Of course not! That is, a little inflation never hurt anyone except those living on fixed incomes. And those who earn in the lower quintiles, whose buying power evaporates faster than their wages increase. And pretty much anyone who conducted their finances in a responsible manner and put away savings for retirement and investment.
Other than those voters, though, NBC reports, Democrats are taking the “what, me worry?” posture on inflation and massive expansion of federal spending:
Inflation doesn’t matter.
That’s the message Democratic leaders are sending as they try to push more than $4 trillion into the economy to build infrastructure, fight climate change and ease the financial cost of child and elder care for families.
President Joe Biden says the 5.4 percent increase in the price of a basket of goods over the 12 months that ended in June is “temporary,” and a private White House presentation obtained by NBC News encourages Democratic lawmakers to focus on how Biden’s plan “lowers costs for working families rather than how it gets people back to work or helps the economy.”
First off, let’s dispense with the word “temporary.” The rate of inflation might drop in coming months, but the inflation that has already occurred is permanent. The buying power of workers has eroded already, and will continue to erode long after the artificial and perverse incentives in place at the moment propping up wage hikes have expired. The only way to reverse that is to have a period of deflation, which is itself very damaging; that cure is almost certainly worse than the disease. Prices that go up rarely come down, especially when a significant part of the rise comes from the devaluation that massive money printing creates.

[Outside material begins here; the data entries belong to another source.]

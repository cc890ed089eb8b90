//! Streaming credential policy.
//!
//! Inputs are checked against the mode first so that a contradictory setup
//! is reported instead of being silently resolved away.

use super::types::{AuthMode, Enigma2Settings, OpenWebIfSettings};
use crate::error::{ConfigError, Result};
use tracing::debug;

fn is_set(s: &str) -> bool {
    !s.trim().is_empty()
}

/// Both or neither of a username/password pair.
fn check_pair(label: &str, username: &str, password: &str) -> Result<()> {
    match (is_set(username), is_set(password)) {
        (true, false) => Err(ConfigError::AuthMode(format!(
            "{label} username is set without a password"
        ))),
        (false, true) => Err(ConfigError::AuthMode(format!(
            "{label} password is set without a username"
        ))),
        _ => Ok(()),
    }
}

/// Reject credential combinations the configured mode does not allow.
pub fn validate_inputs(primary: &OpenWebIfSettings, e2: &Enigma2Settings) -> Result<()> {
    match e2.auth_mode {
        AuthMode::None => {
            if is_set(&e2.username) || is_set(&e2.password) {
                return Err(ConfigError::AuthMode(
                    "mode none forbids enigma2 username/password".into(),
                ));
            }
            Ok(())
        }
        AuthMode::Explicit => check_pair("enigma2", &e2.username, &e2.password),
        AuthMode::Inherit => {
            check_pair("openWebIF", &primary.username, &primary.password)?;
            check_pair("enigma2", &e2.username, &e2.password)
        }
    }
}

/// Derive the effective streaming credentials. Assumes [`validate_inputs`]
/// passed.
pub fn resolve(primary: &OpenWebIfSettings, e2: &mut Enigma2Settings) {
    match e2.auth_mode {
        AuthMode::None => {
            e2.username.clear();
            e2.password.clear();
        }
        AuthMode::Explicit => {}
        AuthMode::Inherit => {
            if !is_set(&e2.username) && !is_set(&e2.password) {
                e2.username = primary.username.clone();
                e2.password = primary.password.clone();
                if is_set(&e2.username) {
                    debug!("enigma2 credentials inherited from openWebIF");
                }
            }
        }
    }
}

#[cfg(test)]
mod tests {
    use super::*;

    fn primary() -> OpenWebIfSettings {
        OpenWebIfSettings {
            username: "root".into(),
            password: "dreambox".into(),
        }
    }

    fn e2(mode: AuthMode, user: &str, pass: &str) -> Enigma2Settings {
        Enigma2Settings {
            auth_mode: mode,
            username: user.into(),
            password: pass.into(),
            ..Default::default()
        }
    }

    #[test]
    fn test_inherit_copies_primary_when_empty() {
        let mut cfg = e2(AuthMode::Inherit, "", "");
        validate_inputs(&primary(), &cfg).unwrap();
        resolve(&primary(), &mut cfg);
        assert_eq!(cfg.username, "root");
        assert_eq!(cfg.password, "dreambox");
    }

    #[test]
    fn test_inherit_keeps_own_credentials() {
        let mut cfg = e2(AuthMode::Inherit, "stream", "pw");
        validate_inputs(&primary(), &cfg).unwrap();
        resolve(&primary(), &mut cfg);
        assert_eq!(cfg.username, "stream");
    }

    #[test]
    fn test_inherit_rejects_half_pairs() {
        let half = OpenWebIfSettings {
            username: "root".into(),
            password: String::new(),
        };
        assert!(validate_inputs(&half, &e2(AuthMode::Inherit, "", "")).is_err());
        assert!(validate_inputs(&primary(), &e2(AuthMode::Inherit, "", "pw")).is_err());
    }

    #[test]
    fn test_none_rejects_credentials_before_clearing() {
        let cfg = e2(AuthMode::None, "stream", "");
        let err = validate_inputs(&primary(), &cfg).unwrap_err();
        assert!(err.to_string().starts_with("e2 auth mode:"));

        let mut clean = e2(AuthMode::None, "", "");
        validate_inputs(&primary(), &clean).unwrap();
        resolve(&primary(), &mut clean);
        assert!(clean.username.is_empty() && clean.password.is_empty());
    }

    #[test]
    fn test_explicit_requires_full_pair() {
        assert!(validate_inputs(&primary(), &e2(AuthMode::Explicit, "u", "")).is_err());
        let mut cfg = e2(AuthMode::Explicit, "", "");
        validate_inputs(&primary(), &cfg).unwrap();
        resolve(&primary(), &mut cfg);
        // explicit never borrows the primary pair
        assert!(cfg.username.is_empty());
    }
}
/// Overlay every explicitly-set field of `file` onto `cfg`.
///
/// String values have `$VAR` references expanded. Alias fields from both
/// receiver sections are captured into `aliases` and only written to `cfg`
/// once conflicts have been checked.
pub fn merge_file(
    file: &FileConfig,
    cfg: &mut ResolvedConfig,
    env: &mut EnvResolver<'_>,
    aliases: &mut AliasInputs,
) -> Result<()> {
    if let Some(v) = &file.config_version {
        cfg.config_version = v.trim().to_string();
    }
    set(&mut cfg.config_strict, &file.config_strict);
    set(&mut cfg.ready_strict, &file.ready_strict);
    if let Some(dir) = &file.data_dir {
        cfg.data_dir = PathBuf::from(env.expand(dir));
    }
    set_text(&mut cfg.log_level, &file.log_level, env);
    set_text(&mut cfg.log_service, &file.log_service, env);
    set_list(&mut cfg.trusted_proxies, &file.trusted_proxies, env);
    set_list(&mut cfg.bouquets, &file.bouquets, env);
    if let Some(roots) = &file.recording_roots {
        cfg.recording_roots = roots
            .iter()
            .map(|(k, v)| (k.clone(), env.expand(v)))
            .collect();
    }

    if let Some(owi) = &file.open_webif {
        set_text(&mut cfg.open_webif.username, &owi.username, env);
        set_text(&mut cfg.open_webif.password, &owi.password, env);
        let fields = AliasFields {
            base_url: owi.base_url.as_ref().map(|u| env.expand(u)),
            timeout: &owi.timeout,
            retries: owi.retries,
            backoff: &owi.backoff,
            max_backoff: &owi.max_backoff,
            stream_port: owi.stream_port,
            use_webif_streams: owi.use_webif_streams,
        };
        capture_aliases(Side::Legacy, alias::LEGACY_SECTION, fields, aliases)?;
    }

    if let Some(e2) = &file.enigma2 {
        let dst = &mut cfg.enigma2;
        set_text(&mut dst.username, &e2.username, env);
        set_text(&mut dst.password, &e2.password, env);
        if let Some(mode) = &e2.auth_mode {
            dst.auth_mode = mode
                .parse::<AuthMode>()
                .map_err(|reason| ConfigError::invalid("enigma2.authMode", reason))?;
        }
        set_duration(&mut dst.response_header_timeout, &e2.response_header_timeout, "enigma2.responseHeaderTimeout")?;
        set_duration(&mut dst.tune_timeout, &e2.tune_timeout, "enigma2.tuneTimeout")?;
        set(&mut dst.rate_limit, &e2.rate_limit);
        set(&mut dst.rate_burst, &e2.rate_burst);
        set_text(&mut dst.user_agent, &e2.user_agent, env);
        set(&mut dst.fallback_to_8001, &e2.fallback_to_8001);
        set_text(&mut dst.analyze_duration, &e2.analyze_duration, env);
        set_text(&mut dst.probe_size, &e2.probe_size, env);
        set_duration(&mut dst.preflight_timeout, &e2.preflight_timeout, "enigma2.preflightTimeout")?;
        let fields = AliasFields {
            base_url: e2.base_url.as_ref().map(|u| env.expand(u)),
            timeout: &e2.timeout,
            retries: e2.retries,
            backoff: &e2.backoff,
            max_backoff: &e2.max_backoff,
            stream_port: e2.stream_port,
            use_webif_streams: e2.use_webif_streams,
        };
        capture_aliases(Side::Canonical, alias::CANONICAL_SECTION, fields, aliases)?;
    }

    if let Some(epg) = &file.epg {
        let dst = &mut cfg.epg;
        set(&mut dst.enabled, &epg.enabled);
        set(&mut dst.days, &epg.days);
        set(&mut dst.max_concurrency, &epg.max_concurrency);
        set(&mut dst.timeout_ms, &epg.timeout_ms);
        set(&mut dst.retries, &epg.retries);
        set(&mut dst.fuzzy_max, &epg.fuzzy_max);
        set_text(&mut dst.xmltv_path, &epg.xmltv_path, env);
        set_text(&mut dst.source, &epg.source, env);
        set_duration(&mut dst.refresh_interval, &epg.refresh_interval, "epg.refreshInterval")?;
    }

    if let Some(api) = &file.api {
        let dst = &mut cfg.api;
        set_text(&mut dst.listen_addr, &api.listen_addr, env);
        set_text(&mut dst.token, &api.token, env);
        set_list(&mut dst.token_scopes, &api.token_scopes, env);
        if let Some(tokens) = &api.tokens {
            let expanded = tokens
                .iter()
                .map(|t| ScopedToken {
                    token: env.expand(&t.token),
                    scopes: t.scopes.clone(),
                    user: t.user.clone(),
                })
                .collect();
            dst.tokens = coerce::normalize_tokens("api.tokens", expanded)?;
        }
        set_list(&mut dst.allowed_origins, &api.allowed_origins, env);
    }

    if let Some(metrics) = &file.metrics {
        set(&mut cfg.metrics.enabled, &metrics.enabled);
        set_text(&mut cfg.metrics.listen_addr, &metrics.listen_addr, env);
    }

    if let Some(tls) = &file.tls {
        set(&mut cfg.tls.enabled, &tls.enabled);
        set_text(&mut cfg.tls.cert, &tls.cert, env);
        set_text(&mut cfg.tls.key, &tls.key, env);
        set(&mut cfg.tls.force_https, &tls.force_https);
    }

    if let Some(picons) = &file.picons {
        set_text(&mut cfg.picons.base_url, &picons.base_url, env);
    }

    if let Some(engine) = &file.engine {
        let dst = &mut cfg.engine;
        set(&mut dst.enabled, &engine.enabled);
        set_text(&mut dst.mode, &engine.mode, env);
        set_duration(&mut dst.idle_timeout, &engine.idle_timeout, "engine.idleTimeout")?;
        if let Some(slots) = &engine.tuner_slots {
            dst.tuner_slots = (!slots.is_empty()).then(|| slots.clone());
        }
        set(&mut dst.max_pool, &engine.max_pool);
        set(&mut dst.gpu_limit, &engine.gpu_limit);
        set(&mut dst.cpu_threshold_scale, &engine.cpu_threshold_scale);
    }

    if let Some(store) = &file.store {
        set_text(&mut cfg.store.backend, &store.backend, env);
        set_text(&mut cfg.store.path, &store.path, env);
    }

    if let Some(hls) = &file.hls {
        set_text(&mut cfg.hls.root, &hls.root, env);
        set_duration(&mut cfg.hls.dvr_window, &hls.dvr_window, "hls.dvrWindow")?;
        set(&mut cfg.hls.segment_seconds, &hls.segment_seconds);
    }

    if let Some(ffmpeg) = &file.ffmpeg {
        set_text(&mut cfg.ffmpeg.bin, &ffmpeg.bin, env);
        set_duration(&mut cfg.ffmpeg.kill_timeout, &ffmpeg.kill_timeout, "ffmpeg.killTimeout")?;
    }

    if let Some(rl) = &file.rate_limit {
        let dst = &mut cfg.rate_limit;
        set(&mut dst.enabled, &rl.enabled);
        set(&mut dst.global, &rl.global);
        set(&mut dst.auth, &rl.auth);
        set(&mut dst.burst, &rl.burst);
        set_list(&mut dst.whitelist, &rl.whitelist, env);
    }

    if let Some(limits) = &file.limits {
        set(&mut cfg.limits.max_sessions, &limits.max_sessions);
        set(&mut cfg.limits.max_transcodes, &limits.max_transcodes);
    }

    if let Some(t) = &file.timeouts {
        let dst = &mut cfg.timeouts;
        set_duration(&mut dst.transcode_start, &t.transcode_start, "timeouts.transcodeStart")?;
        set_duration(&mut dst.transcode_no_progress, &t.transcode_no_progress, "timeouts.transcodeNoProgress")?;
        set_duration(&mut dst.kill_grace, &t.kill_grace, "timeouts.killGrace")?;
    }

    if let Some(b) = &file.breaker {
        let dst = &mut cfg.breaker;
        set_duration(&mut dst.window, &b.window, "breaker.window")?;
        set(&mut dst.min_attempts, &b.min_attempts);
        set(&mut dst.failures_threshold, &b.failures_threshold);
        set(&mut dst.consecutive_threshold, &b.consecutive_threshold);
    }

    if let Some(outbound) = file.network.as_ref().and_then(|n| n.outbound.as_ref()) {
        let dst = &mut cfg.network.outbound;
        set(&mut dst.enabled, &outbound.enabled);
        if let Some(allow) = &outbound.allow {
            set_list(&mut dst.allow.hosts, &allow.hosts, env);
            set_list(&mut dst.allow.cidrs, &allow.cidrs, env);
            set(&mut dst.allow.ports, &allow.ports);
            set_list(&mut dst.allow.schemes, &allow.schemes, env);
        }
    }

    if let Some(streaming) = &file.streaming {
        set_text(&mut cfg.streaming.delivery_policy, &streaming.delivery_policy, env);
    }

    if let Some(s) = &file.sessions {
        let dst = &mut cfg.sessions;
        set_duration(&mut dst.lease_ttl, &s.lease_ttl, "sessions.leaseTtl")?;
        set_duration(&mut dst.heartbeat_interval, &s.heartbeat_interval, "sessions.heartbeatInterval")?;
        set_duration(&mut dst.expiry_check_interval, &s.expiry_check_interval, "sessions.expiryCheckInterval")?;
    }

    Ok(())
}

That’s not just on Congress, although the impulse to spend trillions of off-budget dollars has been given full rein in this pandemic. The last COVID-19 relief bill cost nearly $2 trillion in borrowed money, and Congress passed it before the money they appropriated in the previous relief bill had been spent. It’s also on the Federal Reserve, which has been buying Congress’ debt at the rate of $120 billion a month, a massive expansion of the dollar with benefits that are increasingly unclear to critics — and members of the Fed itself:
Shortly after the pandemic struck last year, the Federal Reserve began buying billions of dollars in government debt every month to drive down borrowing costs and keep the economy from collapsing.
Today, house prices are surging, stocks have continued their stratospheric rise, and banks have more cash than they know what to do with. Yet the Fed is still pumping billions into the economy. Why?
That’s what a growing number of lawmakers, investors and even some Fed officials themselves are demanding to know. They are warning that the central bank’s vast purchases of government bonds and mortgage-backed securities are feeding financial bubbles in the housing, stock and even cryptocurrency markets, and stoking higher consumer prices, with little apparent benefit to ordinary Americans.
The argument from Democrats, NBC’s Jonathan Allen writes, is that the impact of the spending programs will make life easier and simpler over time, and that those benefits will outweigh the damage of the “temporary” inflation taking place now. The problem with that argument is that the spending on those programs will roll out over a longer period of time, which means that the inflation will be anything but “temporary,” and it will be regressive as hell. It will hurt the people whom Democrats claim to champion hardest — retirees and working-class Americans.
As we learned in the 1970s, sustained inflation corrodes economies. It makes less sense to invest, so capital seeks shelter instead, which kills any momentum for growth. That puts a serious damper on job creation, which itself becomes corrosive to economic expansion, and eventually drags wages down while prices continue to go up. The Fed will then have to intervene by raising interest rates, which might blunt inflation but also strangles investment and business expansion. It is far better to maintain fiscal responsibility and not print money like madmen breaking into the US Mint, but then again, that’s a lesson that neither political party seems to recall very well.
Democrats might be sanguine about “temporary” or “transitory” inflation at the moment. When it extends into the 2022 midterm cycle, they will likely end up paying a very large bill — one that printing money won’t help cover.